Li Hsiao-Fen, Liu Hsin-Tzu, Chen Po-Yi, Lin Heng, Tseng Tzu-Ling
Department of Physiology, School of Medicine, College of Medicine, Taipei Medical University, 250 Wu-Hsing Street, Taipei, Taiwan.
Department of Medical Research, Hualien Tzu Chi Hospital, Buddhist Tzu Chi Medical Foundation, Hualien 97004, Taiwan.
iScience. 2022 Nov 18;25(12):105631. doi: 10.1016/j.isci.2022.105631. eCollection 2022 Dec 22.
Thoracic aortic perivascular adipose tissue (PVAT) is an adipose organ exhibiting similarities to brown adipose tissue (BAT), including cellular morphology and thermogenic gene expression. However, whether the PVAT phenotype is indistinguishable from the BAT phenotype in physiological vasculature remains unclear. We demonstrated that PVAT is distinguishable from classical BAT, given its specific vessel-tone-controlling function. Activating transcription factor 3 (ATF3) is a key factor in hypertension. Compared with wild-type mice, ATF3-deficient (ATF3 ) mice fed a high-fat diet exhibited elevated mean arterial pressure, increased monocyte chemoattractant protein-1 expression and hypertrophy, plus abnormal fatty tissue accumulation in the thoracic aortic PVAT, and enhanced vascular wall tension and vasoconstrictive responses of potassium chloride, U46619, and norepinephrine in isolated aortic rings, which were restored after administration of adeno-associated ATF3 vector. We suggest that PVAT, not BAT, modulates obesity-related vascular dysfunction. ATF3 within PVAT could provide new insights into the pathophysiology of obesity-related cardiovascular diseases.

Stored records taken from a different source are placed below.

//! Transaction input parsers (JSON payload and CSV exports)

use chrono::{DateTime, NaiveDate, NaiveDateTime};
use csv::ReaderBuilder;
use serde::Deserialize;
use std::io::Read;
use tracing::debug;

use crate::error::{Error, Result};
use crate::models::Transaction;

/// Supported input payload formats
#[derive(Debug, Clone, Copy, PartialEq, Eq, Default)]
pub enum InputFormat {
    #[default]
    Json,
    Csv,
}

impl InputFormat {
    pub fn as_str(&self) -> &'static str {
        match self {
            Self::Json => "json",
            Self::Csv => "csv",
        }
    }
}

impl std::str::FromStr for InputFormat {
    type Err = String;

    fn from_str(s: &str) -> std::result::Result<Self, Self::Err> {
        match s.to_lowercase().as_str() {
            "json" => Ok(Self::Json),
            "csv" => Ok(Self::Csv),
            _ => Err(format!("Unknown input format: {}. Available: json, csv", s)),
        }
    }
}

impl std::fmt::Display for InputFormat {
    fn fmt(&self, f: &mut std::fmt::Formatter<'_>) -> std::fmt::Result {
        write!(f, "{}", self.as_str())
    }
}

/// A transaction record as it appears in the JSON payload.
/// Unknown fields (category, description, ...) are ignored.
#[derive(Debug, Deserialize)]
struct RawTransaction {
    date: String,
    amount: RawAmount,
}

#[derive(Debug, Deserialize)]
#[serde(untagged)]
enum RawAmount {
    Number(f64),
    Text(String),
}

impl RawAmount {
    fn to_f64(&self) -> Result<f64> {
        match self {
            Self::Number(n) => Ok(*n),
            Self::Text(s) => parse_amount(s),
        }
    }
}

/// Parse a payload in the given format
pub fn parse_input<R: Read>(mut reader: R, format: InputFormat) -> Result<Vec<Transaction>> {
    match format {
        InputFormat::Json => {
            let mut payload = String::new();
            reader.read_to_string(&mut payload)?;
            parse_json(&payload)
        }
        InputFormat::Csv => parse_csv(reader),
    }
}

/// Parse a JSON array of `{date, amount}` records.
///
/// Empty values (`null`, `{}`, `""`, `0`, `false`) are treated as an empty
/// list so they surface as "no transaction data" rather than a parse error.
pub fn parse_json(payload: &str) -> Result<Vec<Transaction>> {
    let invalid =
        |e: serde_json::Error| Error::Parse(format!("Invalid transaction payload: {}", e));

    let value: serde_json::Value = serde_json::from_str(payload).map_err(invalid)?;
    if is_empty_payload(&value) {
        debug!("Empty JSON payload");
        return Ok(Vec::new());
    }

    let raw: Vec<RawTransaction> = serde_json::from_value(value).map_err(invalid)?;
    let transactions = raw
        .iter()
        .map(|r| -> Result<Transaction> {
            Ok(Transaction::new(parse_date(&r.date)?, r.amount.to_f64()?))
        })
        .collect::<Result<Vec<_>>>()?;

    debug!(count = transactions.len(), "Parsed JSON transactions");
    Ok(transactions)
}

fn is_empty_payload(value: &serde_json::Value) -> bool {
    use serde_json::Value;

    match value {
        Value::Null => true,
        Value::Bool(b) => !b,
        Value::Number(n) => n.as_f64() == Some(0.0),
        Value::String(s) => s.is_empty(),
        Value::Array(items) => items.is_empty(),
        Value::Object(fields) => fields.is_empty(),
    }
}

/// Parse CSV with a header row containing `date` and `amount` columns
pub fn parse_csv<R: Read>(reader: R) -> Result<Vec<Transaction>> {
    let mut rdr = ReaderBuilder::new()
        .has_headers(true)
        .flexible(true)
        .trim(csv::Trim::All)
        .from_reader(reader);

    let headers = rdr.headers()?.clone();
    let column = |name: &str| {
        headers
            .iter()
            .position(|h| h.eq_ignore_ascii_case(name))
            .ok_or_else(|| Error::Parse(format!("CSV is missing a '{}' column", name)))
    };
    let date_col = column("date")?;
    let amount_col = column("amount")?;

    let mut transactions = Vec::new();

    for result in rdr.records() {
        let record = result?;

        // Blank trailing lines
        if record.iter().all(|field| field.is_empty()) {
            continue;
        }

        let date_str = record
            .get(date_col)
            .ok_or_else(|| Error::Parse("Missing date".into()))?;
        let amount_str = record
            .get(amount_col)
            .ok_or_else(|| Error::Parse("Missing amount".into()))?;

        transactions.push(Transaction::new(
            parse_date(date_str)?,
            parse_amount(amount_str)?,
        ));
    }

    debug!(count = transactions.len(), "Parsed CSV transactions");
    Ok(transactions)
}

/// Parse an ISO-8601 date or timestamp.
///
/// Offsets (`Z`, `+02:00`) are accepted but not converted: the calendar
/// date as written is the one that counts.
pub fn parse_date(s: &str) -> Result<NaiveDate> {
    let s = s.trim();

    if let Ok(dt) = DateTime::parse_from_rfc3339(s) {
        return Ok(dt.date_naive());
    }

    let datetime_formats = [
        "%Y-%m-%dT%H:%M:%S%.f", // 2024-01-15T10:30:00.000
        "%Y-%m-%d %H:%M:%S%.f", // 2024-01-15 10:30:00
        "%Y-%m-%dT%H:%M",       // 2024-01-15T10:30
    ];

    for fmt in datetime_formats {
        if let Ok(dt) = NaiveDateTime::parse_from_str(s, fmt) {
            return Ok(dt.date());
        }
    }

    NaiveDate::parse_from_str(s, "%Y-%m-%d")
        .map_err(|_| Error::Parse(format!("Unable to parse date: {}", s)))
}

/// Parse an amount string, handling currency symbols and commas
pub fn parse_amount(s: &str) -> Result<f64> {
    let cleaned: String = s
        .trim()
        .replace(['$', ',', ' '], "")
        .replace('(', "-")
        .replace(')', "");

    cleaned
        .parse::<f64>()
        .ok()
        .filter(|amount| amount.is_finite())
        .ok_or_else(|| Error::Parse(format!("Unable to parse amount: {}", s)))
}

#[cfg(test)]
mod tests {
    use super::*;

    fn ymd(y: i32, m: u32, d: u32) -> NaiveDate {
        NaiveDate::from_ymd_opt(y, m, d).unwrap()
    }

    #[test]
    fn test_parse_date() {
        assert_eq!(parse_date("2024-01-15").unwrap(), ymd(2024, 1, 15));
        assert_eq!(parse_date("2024-01-15T10:30:00Z").unwrap(), ymd(2024, 1, 15));
        assert_eq!(
            parse_date("2024-01-31T23:30:00.000Z").unwrap(),
            ymd(2024, 1, 31)
        );
        assert_eq!(parse_date("2024-02-01 08:00:00").unwrap(), ymd(2024, 2, 1));
    }

    #[test]
    fn test_parse_date_keeps_written_offset() {
        // 2024-03-01 01:00 at +02:00 is still Feb 29 in UTC, but the
        // written calendar date is what gets bucketed
        assert_eq!(
            parse_date("2024-03-01T01:00:00+02:00").unwrap(),
            ymd(2024, 3, 1)
        );
    }

    #[test]
    fn test_parse_date_invalid() {
        assert!(matches!(parse_date("not a date"), Err(Error::Parse(_))));
        assert!(parse_date("2024-13-01").is_err());
        assert!(parse_date("").is_err());
    }

    #[test]
    fn test_parse_amount() {
        assert_eq!(parse_amount("$1,234.56").unwrap(), 1234.56);
        assert_eq!(parse_amount("-123.45").unwrap(), -123.45);
        assert_eq!(parse_amount("(100.00)").unwrap(), -100.00);
        assert!(parse_amount("twelve").is_err());
        assert!(parse_amount("NaN").is_err());
    }

    #[test]
    fn test_parse_json() {
        let payload = r#"[
            {"date": "2024-01-15T00:00:00.000Z", "amount": 100, "category": "Food"},
            {"date": "2024-02-15", "amount": "200.50"}
        ]"#;

        let transactions = parse_json(payload).unwrap();
        assert_eq!(transactions.len(), 2);
        assert_eq!(transactions[0], Transaction::new(ymd(2024, 1, 15), 100.0));
        assert_eq!(transactions[1].amount, 200.5);
    }

    #[test]
    fn test_parse_json_empty_and_null() {
        assert!(parse_json("[]").unwrap().is_empty());
        assert!(parse_json("null").unwrap().is_empty());
        assert!(parse_json("{}").unwrap().is_empty());
        assert!(parse_json("\"\"").unwrap().is_empty());
        assert!(parse_json("false").unwrap().is_empty());
    }

    #[test]
    fn test_parse_json_rejects_non_list_payloads() {
        assert!(matches!(
            parse_json(r#"{"date": "2024-01-15", "amount": 5}"#),
            Err(Error::Parse(_))
        ));
        assert!(matches!(parse_json("42"), Err(Error::Parse(_))));
    }

    #[test]
    fn test_parse_json_rejects_bad_records() {
        assert!(matches!(
            parse_json(r#"[{"date": "2024-01-15"}]"#),
            Err(Error::Parse(_))
        ));
        assert!(matches!(
            parse_json(r#"[{"date": "yesterday", "amount": 5}]"#),
            Err(Error::Parse(_))
        ));
        assert!(matches!(
            parse_json(r#"[{"date": "2024-01-15", "amount": "abc"}]"#),
            Err(Error::Parse(_))
        ));
        assert!(matches!(parse_json("{not json"), Err(Error::Parse(_))));
    }

    #[test]
    fn test_parse_csv() {
        let csv = "Date,Description,Amount\n\
                   2024-01-15,GROCERY,\"$1,200.00\"\n\
                   2024-02-03,REFUND,(12.50)\n\
                   \n";
        let transactions = parse_csv(csv.as_bytes()).unwrap();
        assert_eq!(transactions.len(), 2);
        assert_eq!(transactions[0].amount, 1200.0);
        assert_eq!(transactions[1].amount, -12.5);
        assert_eq!(transactions[1].date, ymd(2024, 2, 3));
    }

    #[test]
    fn test_parse_csv_missing_column() {
        let csv = "when,amount\n2024-01-15,10\n";
        let err = parse_csv(csv.as_bytes()).unwrap_err();
        assert!(err.to_string().contains("'date'"));
    }

    #[test]
    fn test_parse_input_dispatch() {
        let json = parse_input(r#"[{"date":"2024-01-01","amount":1}]"#.as_bytes(), InputFormat::Json)
            .unwrap();
        assert_eq!(json.len(), 1);

        let csv = parse_input("date,amount\n2024-01-01,1\n".as_bytes(), InputFormat::Csv).unwrap();
        assert_eq!(csv, json);
    }

    #[test]
    fn test_input_format_from_str() {
        assert_eq!("CSV".parse::<InputFormat>().unwrap(), InputFormat::Csv);
        assert!("xml".parse::<InputFormat>().is_err());
    }
}
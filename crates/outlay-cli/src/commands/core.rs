//! Shared command utilities
//!
//! This module contains:
//! - `load_forecaster` - Build a forecaster from the effective configuration
//! - `resolve_format` - Pick the input format from a flag or file extension
//! - `open_input` - Open a transaction file, or stdin

use std::fs::File;
use std::io::{self, BufReader, Read};
use std::path::Path;

use anyhow::{Context, Result};
use outlay_core::{ForecastConfig, Forecaster, InputFormat};

/// Load configuration (explicit path, data-dir override, or defaults)
pub fn load_forecaster(config_path: Option<&Path>) -> Result<Forecaster> {
    let (config, source) =
        ForecastConfig::load(config_path).context("Failed to load forecast configuration")?;
    tracing::debug!(source = %source, "Loaded forecast configuration");
    Ok(Forecaster::new(config))
}

/// Use the --format flag if given, otherwise infer from the file extension
/// (`.csv` is CSV, anything else JSON)
pub fn resolve_format(format: Option<&str>, file: Option<&Path>) -> Result<InputFormat> {
    if let Some(format) = format {
        return format.parse().map_err(|e: String| anyhow::anyhow!(e));
    }

    let is_csv = file
        .and_then(|f| f.extension())
        .and_then(|ext| ext.to_str())
        .map(|ext| ext.eq_ignore_ascii_case("csv"))
        .unwrap_or(false);

    Ok(if is_csv {
        InputFormat::Csv
    } else {
        InputFormat::Json
    })
}

/// Open the transaction source: a file if given, stdin otherwise
pub fn open_input(file: Option<&Path>) -> Result<Box<dyn Read>> {
    match file {
        Some(path) => {
            let file = File::open(path)
                .with_context(|| format!("Failed to open {}", path.display()))?;
            Ok(Box::new(BufReader::new(file)))
        }
        None => Ok(Box::new(io::stdin().lock())),
    }
}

胸主动脉血管周围脂肪组织(PVAT)是一种脂肪器官,在细胞形态和产热基因表达等方面与棕色脂肪组织(BAT)相似。然而,在生理血管系统中,PVAT表型是否与BAT表型无法区分仍不清楚。我们证明,鉴于PVAT具有特定的血管张力控制功能,它与经典的BAT是有区别的。激活转录因子3(ATF3)是高血压中的一个关键因素。与野生型小鼠相比,喂食高脂饮食的ATF3基因缺陷(ATF3 -/-)小鼠表现出平均动脉压升高、单核细胞趋化蛋白-1表达增加和肥大,以及胸主动脉PVAT中脂肪组织异常堆积,并且在离体主动脉环中氯化钾、U46619和去甲肾上腺素引起的血管壁张力增强和血管收缩反应增强,在给予腺相关ATF3载体后这些情况得以恢复。我们认为,调节肥胖相关血管功能障碍的是PVAT,而非BAT。PVAT中的ATF3可能为肥胖相关心血管疾病的病理生理学提供新的见解。